Required work. The lines to copy are those in the records below that hold the word "startup".

Stored data entries.
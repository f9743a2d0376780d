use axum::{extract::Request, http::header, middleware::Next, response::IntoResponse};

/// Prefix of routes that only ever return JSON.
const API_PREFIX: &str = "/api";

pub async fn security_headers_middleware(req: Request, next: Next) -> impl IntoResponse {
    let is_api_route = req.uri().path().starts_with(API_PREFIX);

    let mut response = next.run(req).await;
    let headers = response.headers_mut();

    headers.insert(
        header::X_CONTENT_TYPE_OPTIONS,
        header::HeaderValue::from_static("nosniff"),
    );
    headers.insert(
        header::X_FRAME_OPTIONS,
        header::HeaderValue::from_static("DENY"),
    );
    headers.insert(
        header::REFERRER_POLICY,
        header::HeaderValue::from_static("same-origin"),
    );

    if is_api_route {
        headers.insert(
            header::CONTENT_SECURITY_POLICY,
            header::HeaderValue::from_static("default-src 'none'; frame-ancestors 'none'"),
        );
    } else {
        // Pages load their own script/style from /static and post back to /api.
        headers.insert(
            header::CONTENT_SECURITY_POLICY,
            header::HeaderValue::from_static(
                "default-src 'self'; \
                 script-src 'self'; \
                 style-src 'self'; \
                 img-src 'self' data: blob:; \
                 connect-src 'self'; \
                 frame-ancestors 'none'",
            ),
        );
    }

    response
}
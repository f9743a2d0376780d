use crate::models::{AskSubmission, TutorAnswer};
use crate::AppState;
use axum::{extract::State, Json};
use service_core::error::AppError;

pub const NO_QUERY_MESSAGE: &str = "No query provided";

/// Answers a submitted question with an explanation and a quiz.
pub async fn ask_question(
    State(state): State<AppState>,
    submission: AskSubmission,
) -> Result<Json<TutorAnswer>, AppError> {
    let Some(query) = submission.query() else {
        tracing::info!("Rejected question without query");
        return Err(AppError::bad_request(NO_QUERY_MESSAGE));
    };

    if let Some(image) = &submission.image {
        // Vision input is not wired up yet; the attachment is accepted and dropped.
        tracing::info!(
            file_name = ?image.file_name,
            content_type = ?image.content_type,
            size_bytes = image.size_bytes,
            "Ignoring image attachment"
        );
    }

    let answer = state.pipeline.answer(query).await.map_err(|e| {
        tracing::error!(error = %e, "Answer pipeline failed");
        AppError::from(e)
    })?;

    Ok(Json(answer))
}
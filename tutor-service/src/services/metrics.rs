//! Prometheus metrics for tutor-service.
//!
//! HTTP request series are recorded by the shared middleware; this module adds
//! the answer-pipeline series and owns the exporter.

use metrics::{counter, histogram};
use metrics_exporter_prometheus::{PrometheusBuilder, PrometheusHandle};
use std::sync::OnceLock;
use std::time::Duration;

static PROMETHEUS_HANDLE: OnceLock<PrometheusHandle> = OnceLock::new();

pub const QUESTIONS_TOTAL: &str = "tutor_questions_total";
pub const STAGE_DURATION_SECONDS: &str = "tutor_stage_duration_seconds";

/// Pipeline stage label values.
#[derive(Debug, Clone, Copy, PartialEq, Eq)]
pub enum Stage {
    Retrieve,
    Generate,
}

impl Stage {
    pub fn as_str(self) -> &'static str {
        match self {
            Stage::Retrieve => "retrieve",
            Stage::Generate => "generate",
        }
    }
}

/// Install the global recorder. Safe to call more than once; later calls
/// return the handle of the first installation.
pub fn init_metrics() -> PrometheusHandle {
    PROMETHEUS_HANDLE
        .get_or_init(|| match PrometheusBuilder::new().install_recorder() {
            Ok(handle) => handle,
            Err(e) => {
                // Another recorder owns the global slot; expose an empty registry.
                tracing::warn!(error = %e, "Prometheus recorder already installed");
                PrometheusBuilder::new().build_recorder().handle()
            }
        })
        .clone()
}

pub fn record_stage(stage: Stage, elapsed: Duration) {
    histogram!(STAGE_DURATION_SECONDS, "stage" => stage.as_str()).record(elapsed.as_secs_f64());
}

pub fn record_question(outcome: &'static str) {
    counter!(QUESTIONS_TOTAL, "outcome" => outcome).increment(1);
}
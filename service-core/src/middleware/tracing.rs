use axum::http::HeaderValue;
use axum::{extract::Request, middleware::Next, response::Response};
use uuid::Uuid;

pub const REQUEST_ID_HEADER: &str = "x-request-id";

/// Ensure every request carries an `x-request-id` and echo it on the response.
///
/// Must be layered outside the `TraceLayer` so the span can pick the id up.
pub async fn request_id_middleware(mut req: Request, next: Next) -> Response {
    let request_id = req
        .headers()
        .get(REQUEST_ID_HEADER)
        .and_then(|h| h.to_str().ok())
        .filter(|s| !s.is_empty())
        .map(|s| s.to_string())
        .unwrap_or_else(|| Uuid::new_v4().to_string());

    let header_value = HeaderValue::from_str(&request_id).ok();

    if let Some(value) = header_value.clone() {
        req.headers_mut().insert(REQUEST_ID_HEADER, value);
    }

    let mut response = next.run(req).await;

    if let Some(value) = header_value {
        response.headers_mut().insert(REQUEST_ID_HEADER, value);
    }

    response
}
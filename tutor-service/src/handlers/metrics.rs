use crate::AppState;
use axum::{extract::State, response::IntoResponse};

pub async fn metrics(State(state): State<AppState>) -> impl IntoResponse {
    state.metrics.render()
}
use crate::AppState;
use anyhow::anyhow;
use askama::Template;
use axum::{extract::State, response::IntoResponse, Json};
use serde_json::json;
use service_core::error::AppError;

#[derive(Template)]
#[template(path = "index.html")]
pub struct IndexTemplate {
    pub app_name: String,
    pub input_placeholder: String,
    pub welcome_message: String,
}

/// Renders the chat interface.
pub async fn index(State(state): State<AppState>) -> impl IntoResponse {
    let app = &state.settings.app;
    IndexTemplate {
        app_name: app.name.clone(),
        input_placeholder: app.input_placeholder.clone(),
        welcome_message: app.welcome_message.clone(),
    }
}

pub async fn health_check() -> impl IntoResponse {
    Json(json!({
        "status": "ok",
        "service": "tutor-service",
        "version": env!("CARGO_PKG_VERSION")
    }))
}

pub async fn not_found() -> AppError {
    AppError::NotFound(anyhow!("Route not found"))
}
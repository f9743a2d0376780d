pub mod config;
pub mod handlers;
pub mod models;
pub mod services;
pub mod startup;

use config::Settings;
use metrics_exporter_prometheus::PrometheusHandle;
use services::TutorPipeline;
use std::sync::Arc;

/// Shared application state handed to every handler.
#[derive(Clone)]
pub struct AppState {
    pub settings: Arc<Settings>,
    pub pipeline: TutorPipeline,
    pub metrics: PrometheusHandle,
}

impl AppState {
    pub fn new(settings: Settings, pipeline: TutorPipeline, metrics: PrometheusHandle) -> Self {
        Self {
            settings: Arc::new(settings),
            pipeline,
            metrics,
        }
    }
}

--

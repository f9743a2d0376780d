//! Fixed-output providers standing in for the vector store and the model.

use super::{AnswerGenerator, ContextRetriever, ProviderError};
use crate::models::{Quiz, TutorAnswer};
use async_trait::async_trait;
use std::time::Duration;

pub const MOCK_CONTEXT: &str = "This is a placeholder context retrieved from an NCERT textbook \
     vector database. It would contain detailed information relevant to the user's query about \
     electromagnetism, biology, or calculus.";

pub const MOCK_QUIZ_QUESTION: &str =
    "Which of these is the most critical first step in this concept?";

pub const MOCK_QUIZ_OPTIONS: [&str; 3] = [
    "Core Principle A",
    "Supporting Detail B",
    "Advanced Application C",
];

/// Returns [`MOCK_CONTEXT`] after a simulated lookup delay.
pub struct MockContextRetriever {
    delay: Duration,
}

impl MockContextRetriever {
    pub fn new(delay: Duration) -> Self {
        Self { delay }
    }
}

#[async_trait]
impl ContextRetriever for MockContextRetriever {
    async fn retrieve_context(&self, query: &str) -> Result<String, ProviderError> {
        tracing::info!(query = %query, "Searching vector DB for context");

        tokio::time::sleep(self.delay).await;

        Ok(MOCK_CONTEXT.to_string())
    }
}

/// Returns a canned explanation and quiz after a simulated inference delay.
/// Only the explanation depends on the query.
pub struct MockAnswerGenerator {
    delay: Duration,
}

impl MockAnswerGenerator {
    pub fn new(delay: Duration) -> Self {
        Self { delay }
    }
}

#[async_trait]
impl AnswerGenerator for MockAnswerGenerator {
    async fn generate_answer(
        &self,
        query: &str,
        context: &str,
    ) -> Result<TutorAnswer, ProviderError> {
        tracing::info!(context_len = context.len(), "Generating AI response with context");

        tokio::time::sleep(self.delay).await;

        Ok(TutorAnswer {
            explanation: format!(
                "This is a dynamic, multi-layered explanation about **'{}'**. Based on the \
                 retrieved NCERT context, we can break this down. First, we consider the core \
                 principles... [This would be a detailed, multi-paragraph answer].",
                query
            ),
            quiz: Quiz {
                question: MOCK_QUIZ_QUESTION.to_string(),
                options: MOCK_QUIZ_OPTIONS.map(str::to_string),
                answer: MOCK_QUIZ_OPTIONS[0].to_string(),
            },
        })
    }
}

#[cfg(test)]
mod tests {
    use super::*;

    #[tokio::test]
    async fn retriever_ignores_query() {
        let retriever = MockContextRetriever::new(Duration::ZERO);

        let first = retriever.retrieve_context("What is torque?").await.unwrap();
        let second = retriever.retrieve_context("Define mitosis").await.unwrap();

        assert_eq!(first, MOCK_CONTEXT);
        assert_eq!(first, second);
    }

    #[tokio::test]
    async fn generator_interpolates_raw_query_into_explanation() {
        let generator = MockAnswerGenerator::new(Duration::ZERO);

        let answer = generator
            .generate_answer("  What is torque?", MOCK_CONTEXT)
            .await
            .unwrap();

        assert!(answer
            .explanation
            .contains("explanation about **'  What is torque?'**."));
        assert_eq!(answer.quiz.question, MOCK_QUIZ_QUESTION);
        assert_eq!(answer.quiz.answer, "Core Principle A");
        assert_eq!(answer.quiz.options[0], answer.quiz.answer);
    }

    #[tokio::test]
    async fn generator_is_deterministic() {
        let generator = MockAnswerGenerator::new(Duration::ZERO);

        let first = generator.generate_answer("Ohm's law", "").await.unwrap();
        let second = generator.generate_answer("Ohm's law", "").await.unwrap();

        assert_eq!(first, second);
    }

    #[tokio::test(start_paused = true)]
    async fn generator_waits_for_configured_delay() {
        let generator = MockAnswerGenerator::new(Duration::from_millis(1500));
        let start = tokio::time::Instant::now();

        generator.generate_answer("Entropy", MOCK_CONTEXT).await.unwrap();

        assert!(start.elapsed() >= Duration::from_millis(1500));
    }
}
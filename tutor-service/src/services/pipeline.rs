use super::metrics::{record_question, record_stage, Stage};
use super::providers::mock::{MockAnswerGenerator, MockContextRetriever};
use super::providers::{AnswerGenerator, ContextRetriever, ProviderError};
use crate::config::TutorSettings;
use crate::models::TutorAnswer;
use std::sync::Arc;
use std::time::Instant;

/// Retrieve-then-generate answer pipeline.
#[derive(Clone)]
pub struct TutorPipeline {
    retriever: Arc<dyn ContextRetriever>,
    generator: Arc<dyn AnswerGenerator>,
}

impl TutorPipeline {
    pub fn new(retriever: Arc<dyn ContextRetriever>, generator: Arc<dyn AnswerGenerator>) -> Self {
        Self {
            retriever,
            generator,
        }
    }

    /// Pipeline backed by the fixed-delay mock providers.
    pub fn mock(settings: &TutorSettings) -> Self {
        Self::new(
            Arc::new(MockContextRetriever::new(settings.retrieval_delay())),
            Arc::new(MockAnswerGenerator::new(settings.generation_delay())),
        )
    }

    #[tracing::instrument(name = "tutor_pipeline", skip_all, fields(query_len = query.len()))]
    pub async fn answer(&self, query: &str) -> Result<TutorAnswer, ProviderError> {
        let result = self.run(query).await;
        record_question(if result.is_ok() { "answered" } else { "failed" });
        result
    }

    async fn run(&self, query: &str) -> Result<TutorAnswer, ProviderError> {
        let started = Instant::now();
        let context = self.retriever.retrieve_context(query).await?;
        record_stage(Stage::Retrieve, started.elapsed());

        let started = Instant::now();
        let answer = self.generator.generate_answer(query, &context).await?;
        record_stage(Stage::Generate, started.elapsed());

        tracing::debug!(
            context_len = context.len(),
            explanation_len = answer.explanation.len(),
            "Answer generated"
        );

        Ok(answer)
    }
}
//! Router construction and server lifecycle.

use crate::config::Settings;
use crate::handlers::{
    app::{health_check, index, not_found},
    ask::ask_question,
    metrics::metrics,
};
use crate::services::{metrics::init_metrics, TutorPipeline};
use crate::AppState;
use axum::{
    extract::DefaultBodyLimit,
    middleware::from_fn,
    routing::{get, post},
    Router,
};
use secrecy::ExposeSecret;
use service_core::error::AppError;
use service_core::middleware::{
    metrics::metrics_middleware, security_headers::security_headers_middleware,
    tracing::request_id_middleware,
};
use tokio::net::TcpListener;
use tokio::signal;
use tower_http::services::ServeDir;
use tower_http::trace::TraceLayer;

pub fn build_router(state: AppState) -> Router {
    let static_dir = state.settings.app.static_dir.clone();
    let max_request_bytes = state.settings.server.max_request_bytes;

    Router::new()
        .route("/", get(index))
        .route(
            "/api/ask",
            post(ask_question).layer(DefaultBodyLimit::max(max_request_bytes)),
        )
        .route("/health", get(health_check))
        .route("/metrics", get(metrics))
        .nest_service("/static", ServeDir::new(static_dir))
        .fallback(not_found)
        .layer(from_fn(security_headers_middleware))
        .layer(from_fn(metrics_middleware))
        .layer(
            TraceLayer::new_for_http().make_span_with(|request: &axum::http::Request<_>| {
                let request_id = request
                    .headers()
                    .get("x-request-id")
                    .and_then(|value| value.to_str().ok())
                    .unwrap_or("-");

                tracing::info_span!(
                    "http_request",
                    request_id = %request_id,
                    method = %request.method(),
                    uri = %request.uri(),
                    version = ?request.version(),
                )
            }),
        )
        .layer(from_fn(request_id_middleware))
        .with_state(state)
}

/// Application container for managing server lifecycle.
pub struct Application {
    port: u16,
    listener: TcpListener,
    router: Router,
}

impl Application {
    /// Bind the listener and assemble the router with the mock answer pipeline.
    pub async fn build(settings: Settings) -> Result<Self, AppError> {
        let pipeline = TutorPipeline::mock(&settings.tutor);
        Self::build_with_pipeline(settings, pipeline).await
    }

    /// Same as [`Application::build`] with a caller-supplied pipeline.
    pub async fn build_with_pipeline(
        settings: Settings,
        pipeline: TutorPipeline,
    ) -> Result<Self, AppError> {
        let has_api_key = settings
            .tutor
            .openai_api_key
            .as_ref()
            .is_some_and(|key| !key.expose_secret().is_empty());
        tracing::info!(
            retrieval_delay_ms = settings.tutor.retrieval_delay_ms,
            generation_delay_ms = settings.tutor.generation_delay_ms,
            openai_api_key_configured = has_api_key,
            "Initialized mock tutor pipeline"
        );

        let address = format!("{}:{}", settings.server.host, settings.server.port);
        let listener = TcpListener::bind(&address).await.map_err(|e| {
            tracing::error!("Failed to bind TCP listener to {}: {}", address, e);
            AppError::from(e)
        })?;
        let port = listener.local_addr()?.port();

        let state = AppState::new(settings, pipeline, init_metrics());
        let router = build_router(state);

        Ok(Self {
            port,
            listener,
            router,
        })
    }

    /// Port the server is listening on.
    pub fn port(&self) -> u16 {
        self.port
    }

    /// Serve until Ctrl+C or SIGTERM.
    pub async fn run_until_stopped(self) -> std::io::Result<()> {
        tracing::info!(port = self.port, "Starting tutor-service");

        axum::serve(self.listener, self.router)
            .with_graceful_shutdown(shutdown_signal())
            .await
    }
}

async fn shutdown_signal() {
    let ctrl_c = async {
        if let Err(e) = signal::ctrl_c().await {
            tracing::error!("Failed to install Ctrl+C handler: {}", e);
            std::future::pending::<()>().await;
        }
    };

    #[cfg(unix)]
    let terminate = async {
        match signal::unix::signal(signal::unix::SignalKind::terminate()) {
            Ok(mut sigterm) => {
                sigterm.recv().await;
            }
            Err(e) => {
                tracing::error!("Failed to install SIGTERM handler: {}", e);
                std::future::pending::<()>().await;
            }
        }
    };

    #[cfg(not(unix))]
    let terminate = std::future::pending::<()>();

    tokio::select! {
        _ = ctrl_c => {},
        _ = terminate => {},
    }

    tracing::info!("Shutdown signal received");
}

---

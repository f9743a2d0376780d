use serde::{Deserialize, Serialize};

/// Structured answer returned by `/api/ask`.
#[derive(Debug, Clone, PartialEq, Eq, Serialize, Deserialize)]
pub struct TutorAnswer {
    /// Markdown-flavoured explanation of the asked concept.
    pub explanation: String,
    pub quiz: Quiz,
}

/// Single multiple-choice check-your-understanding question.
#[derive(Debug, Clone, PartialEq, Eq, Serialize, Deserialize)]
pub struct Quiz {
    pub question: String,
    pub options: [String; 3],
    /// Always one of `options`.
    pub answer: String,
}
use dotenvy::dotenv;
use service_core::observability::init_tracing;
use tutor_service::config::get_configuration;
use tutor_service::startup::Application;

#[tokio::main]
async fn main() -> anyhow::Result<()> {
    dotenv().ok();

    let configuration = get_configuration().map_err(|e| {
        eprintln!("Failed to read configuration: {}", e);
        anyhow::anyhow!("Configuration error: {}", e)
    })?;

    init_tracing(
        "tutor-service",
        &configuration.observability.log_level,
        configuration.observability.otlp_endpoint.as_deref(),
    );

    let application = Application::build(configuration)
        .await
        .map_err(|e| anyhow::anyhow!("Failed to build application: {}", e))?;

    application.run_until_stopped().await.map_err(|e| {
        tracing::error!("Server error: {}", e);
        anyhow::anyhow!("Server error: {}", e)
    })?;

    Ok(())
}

Answer space.
pub mod startup;
use tutor_service::startup::Application;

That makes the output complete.